By David R. Stras. Full text here.
The practice of Supreme Court Justices circuit riding is as old as the federal judiciary itself and has a storied history that spans the first 120 years of this nation’s history. Yet the practice is also one of the least explored aspects of the Judiciary Act of 1789 and has been given little attention in scholarly literature.
In addition to exploring its history, this Article proposes circuit riding renewal by requiring Supreme Court Justices to spend at least one week per year hearing cases on the United States Courts of Appeals. As the Article explains, many of the reasons favoring abolition of the practice, such as the Supreme Court’s crushing caseload during the late nineteenth century and the dangers and delays associated with transcontinental travel, are no longer concerns for today’s Justices.

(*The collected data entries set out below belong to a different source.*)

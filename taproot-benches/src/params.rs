//! Benchmark parameter labels.

use std::fmt;

use taproot_core::{MstAlgorithm, TieBreak};

/// Parameters for an MST engine benchmark run.
#[derive(Clone, Copy, Debug)]
pub struct MstBenchParams {
    /// Number of vectors, hence graph nodes.
    pub vector_count: usize,
    /// Engine under test.
    pub algorithm: MstAlgorithm,
    /// Tie-break policy for the Prim engines.
    pub tie_break: TieBreak,
}

impl fmt::Display for MstBenchParams {
    fn fmt(&self, f: &mut fmt::Formatter<'_>) -> fmt::Result {
        write!(
            f,
            "n={},{:?},{:?}",
            self.vector_count, self.algorithm, self.tie_break
        )
    }
}

/// Parameters for a codec or pipeline benchmark run.
#[derive(Clone, Copy, Debug)]
pub struct CodecBenchParams {
    /// Number of vectors.
    pub vector_count: usize,
    /// Length of every vector.
    pub dimension: usize,
}

impl fmt::Display for CodecBenchParams {
    fn fmt(&self, f: &mut fmt::Formatter<'_>) -> fmt::Result {
        write!(f, "n={},m={}", self.vector_count, self.dimension)
    }
}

Furthermore, circuit riding would confer a number of important benefits on modern Justices, including exposing them to a wider array of legal issues, the laws of various states, and the difficulties faced by the lower courts in implementing the Supreme Court’s sweeping (and sometimes confounding) rulings. Equally important, having the Justices perform work on the circuit courts is both reasonable and workable, and closely matches the competencies of the Justices to the courts on which they would sit. This Article argues that it is time to renew an important component of the framers’ vision for a vital and independent judiciary: the practice of circuit riding.